ボルテージさんはソフトウェア資産への積み上げも大きいですね。結構社歴が長いといろいろ資産は溜まってきます。あとあと減価償却でP/Lに効いてくるので要注意です。ていうか、コロプラさん、少ないですね。資産のほとんどが現金です。この有価証券報告書提出の後、さらに公募増資で92億円調達してますから、200億以上あるはず。
利益率のガンホー、キャッシュのコロプラ。といえそうです。
時価総額と利益率の関係
一般的に、利益率は、産業が生まれた時には高く、産業が成熟していくにしたがって低くなっていきます。これはまあ、経済界のセントラルドグマみたいなものではないでしょうか。
新しい産業でさらなる成長が見込めるとなると、それだけ期待された高い株価になるはず。類似会社を時価総額と利益率でプロットしてみました。
やはり、きれいに直線状に並びました。
こうやってみると、DeNA、グリーさんもまだまだ存在感があるのがわかります。利益率が高い割に時価総額がそこまで高くないモブキャストさんは割安といえるのですかね。どうなんでしょう。
なぜ、ボルテージさんの利益率はそんなに高くないのか
さて、話をボルテージさんに戻します。他社さんに比べて、それほど利益率が上がってない理由を考えてみたいと思います。
これはボルテージさんの決算資料からです。
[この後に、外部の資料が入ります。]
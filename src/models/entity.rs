//! Entity classes (groups, teachers) and roster loading.

use std::path::Path;

use serde_json::Value;

use crate::config::OriginConfig;
use crate::error::{AppError, Result};

/// The two kinds of entity a schedule can be requested for.
#[derive(Debug, Clone, Copy, PartialEq, Eq, Hash)]
pub enum EntityClass {
    Group,
    Teacher,
}

impl EntityClass {
    /// Human/log label, also the per-entity cache subdirectory name.
    pub fn label(self) -> &'static str {
        match self {
            Self::Group => "groups",
            Self::Teacher => "teachers",
        }
    }

    /// Combined snapshot file name under the cache directory.
    pub fn snapshot_file(self) -> &'static str {
        match self {
            Self::Group => "schedule_cache.json",
            Self::Teacher => "teachers_cache.json",
        }
    }

    /// Page and message endpoint this class talks to.
    pub fn target(self, origin: &OriginConfig) -> PageTarget {
        match self {
            Self::Group => PageTarget {
                page_url: origin.group_page.clone(),
                endpoint_url: origin.group_endpoint.clone(),
            },
            Self::Teacher => PageTarget {
                page_url: origin.teacher_page.clone(),
                endpoint_url: origin.teacher_endpoint.clone(),
            },
        }
    }
}

/// Bootstrap page plus Livewire message endpoint for one component.
#[derive(Debug, Clone)]
pub struct PageTarget {
    pub page_url: String,
    pub endpoint_url: String,
}

/// Load an entity roster from a JSON file.
///
/// Accepts either an array of identifiers or an object whose keys are the
/// identifiers (the teachers file maps id to display name).
pub async fn load_roster(path: &Path) -> Result<Vec<String>> {
    let bytes = tokio::fs::read(path).await?;
    let value: Value = serde_json::from_slice(&bytes)?;
    roster_from_value(value)
        .ok_or_else(|| AppError::config(format!("roster file {} is neither a JSON array nor an object", path.display())))
}

fn roster_from_value(value: Value) -> Option<Vec<String>> {
    match value {
        Value::Array(items) => Some(
            items
                .into_iter()
                .filter_map(|v| match v {
                    Value::String(s) => Some(s),
                    other => other.as_i64().map(|n| n.to_string()),
                })
                .collect(),
        ),
        Value::Object(map) => Some(map.into_iter().map(|(k, _)| k).collect()),
        _ => None,
    }
}
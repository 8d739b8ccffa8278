// src/storage/cache.rs

//! Two-tier schedule cache: in-memory map plus on-disk snapshots.
//!
//! ## Storage Layout
//!
//! ```text
//! {cache_dir}/
//! ├── schedule_cache.json   # combined snapshot, groups
//! ├── teachers_cache.json   # combined snapshot, teachers
//! ├── groups/               # one file per group
//! │   └── К0709-23_1.json
//! └── teachers/             # one file per teacher
//!     └── 17.json
//! ```
//!
//! Disk is read before memory on `get`. Disk writes are best effort: a
//! failed write is logged and the in-memory state stays authoritative.

use std::collections::HashMap;
use std::path::PathBuf;

use serde::Serialize;
use serde::de::DeserializeOwned;
use tokio::io::AsyncWriteExt;
use tokio::sync::RwLock;

use crate::error::{AppError, Result};
use crate::models::{CacheRecord, EntityClass, Event, WeekSlot};

/// Per-class schedule cache. One instance owns one disjoint key
/// namespace (groups or teachers), so the two refresh loops never
/// contend on the same store.
pub struct CacheStore {
    class: EntityClass,
    root_dir: PathBuf,
    memory: RwLock<HashMap<String, CacheRecord>>,
}

impl CacheStore {
    /// Create a store for one entity class rooted at the cache directory.
    pub fn new(root_dir: impl Into<PathBuf>, class: EntityClass) -> Self {
        Self {
            class,
            root_dir: root_dir.into(),
            memory: RwLock::new(HashMap::new()),
        }
    }

    /// Populate memory from the combined snapshot, if one exists.
    /// A missing file is a normal cold start, not an error.
    pub async fn load(&self) -> Result<()> {
        match self
            .read_json::<HashMap<String, CacheRecord>>(&self.snapshot_path())
            .await
        {
            Ok(Some(records)) => {
                log::info!(
                    "{}: loaded {} cached records from disk",
                    self.class.label(),
                    records.len()
                );
                *self.memory.write().await = records;
            }
            Ok(None) => {
                log::info!(
                    "{}: no snapshot on disk, waiting for first refresh",
                    self.class.label()
                );
            }
            Err(error) => {
                log::warn!("{}: snapshot unreadable: {error}", self.class.label());
            }
        }
        Ok(())
    }

    /// Look up one week of events: per-entity disk file first, then the
    /// in-memory map. A present record is a hit regardless of how many
    /// events the week holds.
    pub async fn get(&self, entity: &str, week: WeekSlot) -> Option<Vec<Event>> {
        match self.read_json::<CacheRecord>(&self.entity_path(entity)).await {
            Ok(Some(record)) => return Some(record.week(week).clone()),
            Ok(None) => {}
            Err(error) => {
                log::debug!("{}: disk read for {entity} failed: {error}", self.class.label());
            }
        }

        self.memory
            .read()
            .await
            .get(entity)
            .map(|record| record.week(week).clone())
    }

    /// Fill one week slot in memory only. Used by the request-layer
    /// fallback after a live fetch; never touches disk. Concurrent
    /// fallbacks for the same entity are last-writer-wins.
    pub async fn put(&self, entity: &str, week: WeekSlot, events: Vec<Event>) {
        let mut memory = self.memory.write().await;
        let record = memory.entry(entity.to_string()).or_default();
        *record.week_mut(week) = events;
    }

    /// Swap in a full batch of records, then persist them best-effort.
    ///
    /// The in-memory map is replaced atomically under the write lock.
    /// Disk writes follow: one file per entity plus the combined
    /// snapshot; each failure is logged without aborting the others or
    /// invalidating memory.
    pub async fn replace_all(&self, records: HashMap<String, CacheRecord>) {
        *self.memory.write().await = records.clone();

        for (entity, record) in &records {
            if let Err(error) = self.write_json(&self.entity_path(entity), record).await {
                log::error!(
                    "{}: failed to write cache file for {entity}: {error}",
                    self.class.label()
                );
            }
        }

        if let Err(error) = self.write_json(&self.snapshot_path(), &records).await {
            log::error!("{}: failed to write combined snapshot: {error}", self.class.label());
        }
    }

    fn snapshot_path(&self) -> PathBuf {
        self.root_dir.join(self.class.snapshot_file())
    }

    fn entity_path(&self, entity: &str) -> PathBuf {
        self.root_dir
            .join(self.class.label())
            .join(format!("{}.json", sanitize_file_name(entity)))
    }

    /// Read JSON, returning None if the file doesn't exist.
    async fn read_json<T: DeserializeOwned>(&self, path: &PathBuf) -> Result<Option<T>> {
        match tokio::fs::read(path).await {
            Ok(bytes) => Ok(Some(serde_json::from_slice(&bytes)?)),
            Err(e) if e.kind() == std::io::ErrorKind::NotFound => Ok(None),
            Err(e) => Err(AppError::Io(e)),
        }
    }

    /// Write JSON atomically (write to temp, then rename).
    async fn write_json<T: Serialize>(&self, path: &PathBuf, value: &T) -> Result<()> {
        if let Some(parent) = path.parent() {
            tokio::fs::create_dir_all(parent).await?;
        }

        let bytes = serde_json::to_vec_pretty(value)?;
        let tmp = path.with_extension("tmp");
        let mut file = tokio::fs::File::create(&tmp).await?;
        file.write_all(&bytes).await?;
        file.flush().await?;
        drop(file);

        tokio::fs::rename(&tmp, path).await?;
        Ok(())
    }
}

/// Reduce an entity id to a safe file name: ASCII alphanumerics,
/// Cyrillic letters and `._-` survive, everything else becomes `_`.
pub fn sanitize_file_name(name: &str) -> String {
    name.chars()
        .map(|c| {
            if c.is_ascii_alphanumeric()
                || ('\u{0400}'..='\u{04FF}').contains(&c)
                || matches!(c, '.' | '_' | '-')
            {
                c
            } else {
                '_'
            }
        })
        .collect()
}

#[cfg(test)]
mod tests {
    use super::*;
    use tempfile::TempDir;

    fn event(discipline: &str) -> Event {
        serde_json::from_value(serde_json::json!({
            "date": "02.09.2026",
            "startTime": "09:00",
            "endTime": "10:30",
            "discipline": discipline,
        }))
        .unwrap()
    }

    fn record(week0: &str, week1: &str) -> CacheRecord {
        CacheRecord::new(vec![event(week0)], vec![event(week1)])
    }

    #[test]
    fn sanitize_keeps_cyrillic_and_safe_chars() {
        assert_eq!(sanitize_file_name("К0709-23/1"), "К0709-23_1");
        assert_eq!(sanitize_file_name("group.name_x"), "group.name_x");
        assert_eq!(sanitize_file_name("a b:c"), "a_b_c");
    }

    #[tokio::test]
    async fn replace_all_then_get() {
        let tmp = TempDir::new().unwrap();
        let store = CacheStore::new(tmp.path(), EntityClass::Group);

        let mut records = HashMap::new();
        records.insert("G1".to_string(), record("e1", "e2"));
        store.replace_all(records).await;

        let week0 = store.get("G1", WeekSlot::Current).await.unwrap();
        assert_eq!(week0[0].discipline, "e1");
        let week1 = store.get("G1", WeekSlot::Next).await.unwrap();
        assert_eq!(week1[0].discipline, "e2");
        assert!(store.get("G2", WeekSlot::Current).await.is_none());
    }

    #[tokio::test]
    async fn replace_all_writes_entity_files_and_snapshot() {
        let tmp = TempDir::new().unwrap();
        let store = CacheStore::new(tmp.path(), EntityClass::Group);

        let mut records = HashMap::new();
        records.insert("К0709-23/1".to_string(), record("a", "b"));
        store.replace_all(records).await;

        assert!(tmp.path().join("schedule_cache.json").exists());
        assert!(tmp.path().join("groups").join("К0709-23_1.json").exists());

        // per-entity file carries only the two week slots
        let raw = std::fs::read(tmp.path().join("groups").join("К0709-23_1.json")).unwrap();
        let value: serde_json::Value = serde_json::from_slice(&raw).unwrap();
        assert!(value.get("week0").is_some());
        assert!(value.get("writtenAt").is_none());
    }

    #[tokio::test]
    async fn put_is_memory_only() {
        let tmp = TempDir::new().unwrap();
        let store = CacheStore::new(tmp.path(), EntityClass::Group);

        store.put("G1", WeekSlot::Next, vec![event("live")]).await;

        let events = store.get("G1", WeekSlot::Next).await.unwrap();
        assert_eq!(events[0].discipline, "live");
        // the other slot reads as an empty week of the same record
        assert!(store.get("G1", WeekSlot::Current).await.unwrap().is_empty());
        // nothing hit the disk
        assert!(!tmp.path().join("schedule_cache.json").exists());
        assert!(!tmp.path().join("groups").exists());
    }

    #[tokio::test]
    async fn disk_record_wins_over_memory() {
        let tmp = TempDir::new().unwrap();
        let store = CacheStore::new(tmp.path(), EntityClass::Group);

        store.put("G1", WeekSlot::Current, vec![event("memory")]).await;

        // simulate a snapshot left by a previous process
        let dir = tmp.path().join("groups");
        std::fs::create_dir_all(&dir).unwrap();
        std::fs::write(
            dir.join("G1.json"),
            serde_json::to_vec(&record("disk", "disk-next")).unwrap(),
        )
        .unwrap();

        let events = store.get("G1", WeekSlot::Current).await.unwrap();
        assert_eq!(events[0].discipline, "disk");
    }

    #[tokio::test]
    async fn corrupt_disk_file_degrades_to_memory() {
        let tmp = TempDir::new().unwrap();
        let store = CacheStore::new(tmp.path(), EntityClass::Group);

        store.put("G1", WeekSlot::Current, vec![event("memory")]).await;

        let dir = tmp.path().join("groups");
        std::fs::create_dir_all(&dir).unwrap();
        std::fs::write(dir.join("G1.json"), b"{ not json").unwrap();

        let events = store.get("G1", WeekSlot::Current).await.unwrap();
        assert_eq!(events[0].discipline, "memory");
    }

    #[tokio::test]
    async fn load_restores_combined_snapshot() {
        let tmp = TempDir::new().unwrap();

        {
            let store = CacheStore::new(tmp.path(), EntityClass::Teacher);
            let mut records = HashMap::new();
            records.insert("17".to_string(), record("t0", "t1"));
            store.replace_all(records).await;
        }

        let fresh = CacheStore::new(tmp.path(), EntityClass::Teacher);
        fresh.load().await.unwrap();

        // per-entity files are separate; drop them to prove the hit comes
        // from the loaded memory tier
        std::fs::remove_dir_all(tmp.path().join("teachers")).unwrap();

        let events = fresh.get("17", WeekSlot::Current).await.unwrap();
        assert_eq!(events[0].discipline, "t0");
    }

    #[tokio::test]
    async fn load_with_no_snapshot_is_a_cold_start() {
        let tmp = TempDir::new().unwrap();
        let store = CacheStore::new(tmp.path(), EntityClass::Group);
        store.load().await.unwrap();
        assert!(store.get("G1", WeekSlot::Current).await.is_none());
    }

    #[tokio::test]
    async fn corrupt_disk_read_error_does_not_break_parse() {
        // read_json surfaces JSON errors; get() must treat them as a miss
        let tmp = TempDir::new().unwrap();
        let store = CacheStore::new(tmp.path(), EntityClass::Group);

        let dir = tmp.path().join("groups");
        std::fs::create_dir_all(&dir).unwrap();
        std::fs::write(dir.join("G9.json"), b"\xff\xfe").unwrap();

        assert!(store.get("G9", WeekSlot::Current).await.is_none());
    }
}
// src/services/bootstrap.rs

//! Session bootstrap: initial page load and artifact extraction.
//!
//! The origin serves a different payload to non-browser clients, so the
//! page is requested with a realistic browser header set. Four artifacts
//! must come out of that single response: the XSRF cookie, the session
//! cookie, the CSRF token embedded in the page body, and the initial
//! fingerprint + serverMemo blob. The page shape is assumed stable; a
//! missing artifact is a hard protocol error, never silently tolerated.

use std::sync::OnceLock;

use regex::Regex;
use reqwest::header::{HeaderMap, SET_COOKIE};
use scraper::{Html, Selector};
use url::Url;

use crate::error::{AppError, Result};
use crate::models::{InitialData, PageTarget, SESSION_COOKIE_NAME, Session};
use crate::services::transport::{RequestSpec, Transport};

/// Attribute carrying the HTML-entity-escaped initial JSON payload.
const INITIAL_DATA_ATTR: &str = "wire:initial-data";

/// Performs the initial page load and produces a fresh [`Session`].
pub struct SessionBootstrapper<'a> {
    transport: &'a Transport,
}

impl<'a> SessionBootstrapper<'a> {
    pub fn new(transport: &'a Transport) -> Self {
        Self { transport }
    }

    /// Load the bootstrap page and extract all session artifacts.
    pub async fn bootstrap(&self, target: &PageTarget) -> Result<Session> {
        let spec = browser_headers(RequestSpec::get(&target.page_url), &target.page_url);
        let response = self.transport.execute(&spec).await?;

        let xsrf_token = cookie_value(&response.headers, "XSRF-TOKEN")?;
        let session_cookie = cookie_value(&response.headers, SESSION_COOKIE_NAME)?;
        let csrf_token = csrf_token(&response.body)?;
        let initial = initial_data(&response.body)?;

        Ok(Session {
            page_url: target.page_url.clone(),
            endpoint_url: target.endpoint_url.clone(),
            origin: origin_of(&target.page_url),
            xsrf_token,
            session_cookie,
            csrf_token,
            fingerprint: initial.fingerprint,
            memo: initial.server_memo,
        })
    }
}

/// Attach the fixed browser header set every request carries.
pub fn browser_headers(spec: RequestSpec, referer: &str) -> RequestSpec {
    spec.header("Accept", "*/*")
        .header("Accept-Language", "ru,en;q=0.9")
        .header("Connection", "keep-alive")
        .header("Referer", referer)
}

/// Scheme + host of a page URL, used for the Origin header.
fn origin_of(page_url: &str) -> String {
    Url::parse(page_url)
        .map(|u| u.origin().ascii_serialization())
        .unwrap_or_else(|_| page_url.to_string())
}

/// Extract a cookie value from `Set-Cookie` headers.
///
/// Tolerant of both multiple headers and a single folded header: all
/// values are joined before matching.
pub fn cookie_value(headers: &HeaderMap, name: &str) -> Result<String> {
    let joined = headers
        .get_all(SET_COOKIE)
        .iter()
        .filter_map(|v| v.to_str().ok())
        .collect::<Vec<_>>()
        .join("\n");

    let pattern = Regex::new(&format!(r"{}=([^;\s]+)", regex::escape(name)))
        .expect("cookie pattern is valid");
    pattern
        .captures(&joined)
        .and_then(|caps| caps.get(1))
        .map(|m| m.as_str().to_string())
        .ok_or_else(|| AppError::protocol(format!("missing token: {name} not in Set-Cookie")))
}

/// Extract the CSRF "wire" token assigned as a string literal in the body.
pub fn csrf_token(body: &str) -> Result<String> {
    static PATTERN: OnceLock<Regex> = OnceLock::new();
    let pattern = PATTERN.get_or_init(|| {
        Regex::new(r#"window\.livewire_token\s*=\s*['"]([0-9A-Za-z]+)['"]"#)
            .expect("csrf pattern is valid")
    });
    pattern
        .captures(body)
        .and_then(|caps| caps.get(1))
        .map(|m| m.as_str().to_string())
        .ok_or_else(|| AppError::protocol("missing token: csrf literal not in page body"))
}

/// Extract the initial fingerprint + serverMemo blob.
///
/// The blob sits in an HTML attribute as entity-escaped JSON; the HTML
/// parser decodes the entities, leaving plain JSON to parse.
pub fn initial_data(body: &str) -> Result<InitialData> {
    let document = Html::parse_document(body);
    let any = Selector::parse("*").expect("universal selector is valid");

    let raw = document
        .select(&any)
        .find_map(|element| element.value().attr(INITIAL_DATA_ATTR))
        .ok_or_else(|| AppError::protocol("missing token: initial data attribute not found"))?;

    serde_json::from_str(raw)
        .map_err(|e| AppError::protocol(format!("initial data is not valid JSON: {e}")))
}
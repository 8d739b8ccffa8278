// src/lib.rs

//! Schedule scraper and cache for the Sirius University timetable.

pub mod config;
pub mod error;
pub mod models;
pub mod pipeline;
pub mod services;
pub mod storage;
pub mod utils;
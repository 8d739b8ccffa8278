//! sirius-schedule CLI
//!
//! Runs the background refresh loops, serves one-off schedule queries,
//! and renders two-week iCalendar files from the cache.

use std::sync::Arc;

use clap::{Parser, Subcommand};
use sirius_schedule::{
    config::Config,
    error::{AppError, Result},
    models::{EntityClass, Event, WeekSlot, load_roster},
    pipeline::RefreshScheduler,
    services::{ProtocolClient, Transport, TransportConfig},
    storage::CacheStore,
    utils::ics::{self, CalendarKind},
};

/// sirius-schedule - Sirius University timetable scraper
#[derive(Parser, Debug)]
#[command(
    name = "sirius-schedule",
    version,
    about = "Schedule scraper and two-week cache for the Sirius University timetable"
)]
struct Cli {
    /// Enable verbose logging
    #[arg(short, long)]
    verbose: bool,

    #[command(subcommand)]
    command: Command,
}

#[derive(Subcommand, Debug)]
enum Command {
    /// Fetch the schedule for one entity and print it as JSON
    Fetch {
        /// Group name or teacher id
        entity: String,

        /// Relative week offset (0 = current week)
        #[arg(short, long, default_value_t = 0)]
        week: i64,

        /// Look up a teacher instead of a group
        #[arg(long)]
        teacher: bool,

        /// Skip the cache even for weeks 0 and 1
        #[arg(long)]
        live: bool,
    },

    /// Run the periodic cache refresh loops for groups and teachers
    Refresh {
        /// Run a single refresh batch per class and exit
        #[arg(long)]
        once: bool,
    },

    /// Render a two-week iCalendar for one entity
    Calendar {
        /// Group name or teacher id
        entity: String,

        /// Render a teacher calendar instead of a group calendar
        #[arg(long)]
        teacher: bool,

        /// Output file (stdout if omitted)
        #[arg(short, long)]
        output: Option<std::path::PathBuf>,
    },

    /// Validate the environment configuration
    Validate,
}

/// Initialize logging based on verbosity flag.
fn init_logging(verbose: bool) {
    let level = if verbose { "debug" } else { "info" };
    env_logger::Builder::from_env(env_logger::Env::default().default_filter_or(level))
        .format_timestamp_secs()
        .init();
}

#[tokio::main]
async fn main() -> Result<()> {
    let cli = Cli::parse();
    init_logging(cli.verbose);

    let config = Config::from_env();
    config.validate()?;

    match cli.command {
        Command::Fetch {
            entity,
            week,
            teacher,
            live,
        } => {
            let class = entity_class(teacher);
            let events = fetch_schedule(&config, class, &entity, week, live).await?;
            println!("{}", serde_json::to_string_pretty(&events)?);
        }

        Command::Refresh { once } => run_refresh(&config, once).await?,

        Command::Calendar {
            entity,
            teacher,
            output,
        } => {
            let class = entity_class(teacher);
            let calendar = render_calendar(&config, class, &entity).await?;
            match output {
                Some(path) => {
                    tokio::fs::write(&path, calendar).await?;
                    log::info!("Calendar written to {}", path.display());
                }
                None => println!("{calendar}"),
            }
        }

        Command::Validate => {
            log::info!("Configuration OK");
            log::info!("  group page:       {}", config.origin.group_page);
            log::info!("  group endpoint:   {}", config.origin.group_endpoint);
            log::info!("  teacher page:     {}", config.origin.teacher_page);
            log::info!("  teacher endpoint: {}", config.origin.teacher_endpoint);
            log::info!("  cache dir:        {}", config.cache.dir.display());
        }
    }

    Ok(())
}

fn entity_class(teacher: bool) -> EntityClass {
    if teacher {
        EntityClass::Teacher
    } else {
        EntityClass::Group
    }
}

/// Answer a schedule query with the read-through chain: disk cache,
/// memory cache, then a one-off live session. Weeks outside the two
/// cached slots are always served live and never cached.
async fn fetch_schedule(
    config: &Config,
    class: EntityClass,
    entity: &str,
    week: i64,
    force_live: bool,
) -> Result<Vec<Event>> {
    let slot = if force_live {
        None
    } else {
        WeekSlot::from_offset(week)
    };

    let store = CacheStore::new(&config.cache.dir, class);
    if let Some(slot) = slot {
        store.load().await?;
        if let Some(events) = store.get(entity, slot).await {
            return Ok(events);
        }
    }

    let events = live_fetch(config, class, entity, week).await?;

    // week-scoped write-back, memory only for this process
    if let Some(slot) = slot {
        store.put(entity, slot, events.clone()).await;
    }
    Ok(events)
}

/// Bootstrap a fresh single-tenant session and fetch one schedule.
async fn live_fetch(
    config: &Config,
    class: EntityClass,
    entity: &str,
    week: i64,
) -> Result<Vec<Event>> {
    let transport = Transport::new(TransportConfig::from(&config.fetch))?;
    let target = class.target(&config.origin);

    let mut client = ProtocolClient::connect(&transport, &target).await?;
    client.change_week(week).await?;
    client.fetch_entity_schedule(entity).await
}

/// Two-week calendar, preferring the cache and falling back to a live
/// session for both weeks.
async fn render_calendar(config: &Config, class: EntityClass, entity: &str) -> Result<String> {
    let store = CacheStore::new(&config.cache.dir, class);
    store.load().await?;

    let week0 = store.get(entity, WeekSlot::Current).await;
    let week1 = store.get(entity, WeekSlot::Next).await;

    let mut events = Vec::new();
    match (week0, week1) {
        (Some(mut w0), Some(mut w1)) => {
            events.append(&mut w0);
            events.append(&mut w1);
        }
        _ => {
            let transport = Transport::new(TransportConfig::from(&config.fetch))?;
            let target = class.target(&config.origin);
            let mut client = ProtocolClient::connect(&transport, &target).await?;

            events.extend(client.fetch_entity_schedule(entity).await?);
            client.change_week(1).await?;
            events.extend(client.fetch_entity_schedule(entity).await?);
        }
    }

    let (kind, name) = match class {
        EntityClass::Group => (CalendarKind::Group, format!("Расписание {entity}")),
        EntityClass::Teacher => (CalendarKind::Teacher, "Расписание преподавателя".to_string()),
    };
    Ok(ics::render_calendar(&events, &name, kind))
}

/// Start both refresh loops. With `once` set, each class runs a single
/// batch and the process reports failure if either batch failed.
async fn run_refresh(config: &Config, once: bool) -> Result<()> {
    let group_task = spawn_class(config, EntityClass::Group, once).await?;
    let teacher_task = spawn_class(config, EntityClass::Teacher, once).await?;

    let (groups_ok, teachers_ok) = tokio::join!(group_task, teacher_task);
    let groups_ok = groups_ok.unwrap_or(false);
    let teachers_ok = teachers_ok.unwrap_or(false);

    if once && !(groups_ok && teachers_ok) {
        return Err(AppError::config("refresh batch failed"));
    }
    Ok(())
}

/// Build the scheduler for one class and spawn its task.
async fn spawn_class(
    config: &Config,
    class: EntityClass,
    once: bool,
) -> Result<tokio::task::JoinHandle<bool>> {
    let roster_path = match class {
        EntityClass::Group => &config.roster.groups_file,
        EntityClass::Teacher => &config.roster.teachers_file,
    };
    let entities = match load_roster(roster_path).await {
        Ok(entities) => entities,
        Err(error) => {
            log::error!("could not load {} roster: {error}", class.label());
            Vec::new()
        }
    };
    log::info!("{}: {} entities", class.label(), entities.len());

    let store = Arc::new(CacheStore::new(&config.cache.dir, class));
    store.load().await?;

    let transport = Arc::new(Transport::new(TransportConfig::from(&config.fetch))?);
    let mut scheduler = RefreshScheduler::new(
        class,
        class.target(&config.origin),
        entities,
        transport,
        store,
        config.cache.clone(),
    );

    Ok(tokio::spawn(async move {
        if once {
            scheduler.run_once().await
        } else {
            scheduler.run().await;
            true
        }
    }))
}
売上原価に労務費と外注費が25億ほど乗っかっています。これ以外に、ソフトウェア資産に組み入れている部分もあるはず。ボルテージさんは売上の三分の一ほどを制作原価にかけています。逆にいうと、「作ったものを3倍の値段で売れている」ともいえます。広告宣伝費は売り上げの18%ほどですから、これも少ないとはいいませんが、適正な範囲ですね。
結局のところ、ボルテージさんは、ゲームを制作するクリエイターや社員にしっかりとお金を払って作ってもらっている会社、ということではないかなと思います。株式市場からはあんまり評価されませんが、長くヒットを作っていくには大事なことなんじゃないかと思います。
ところで、今後ですが、ボルテージさんの利益率があがる可能性はあるのでしょうか?それは疑問だと思っています。理由はこのスライド。
これから、海外向けにシフトしていく、さらに、男女やサスペンスにも増やしていく、ということのようです。しかし、ボルテージさんのアプリは文字量がめちゃくちゃ多いものばかりで、翻訳にかかるコストは相当なものになるはず。もちろん、ローカライズといっても単なる翻訳だけではすみません。背景や小物など含めると結構な作り直しが必要になってきます。と、なるとはじめから英語圏で作る、ということになると思いますが、それはそれでコストがかかるはず。大幅な利益率の改善は見込めそうにないですね。
ただし、今後大ヒット作品が生まれて、映像作品やキャラクター商品など、違う儲け方ができるようになったときには、大きく利益率が変わることが期待できます。それまではクリエイターに還元しながら長くいい作品を作る、ということなのかなと思いました。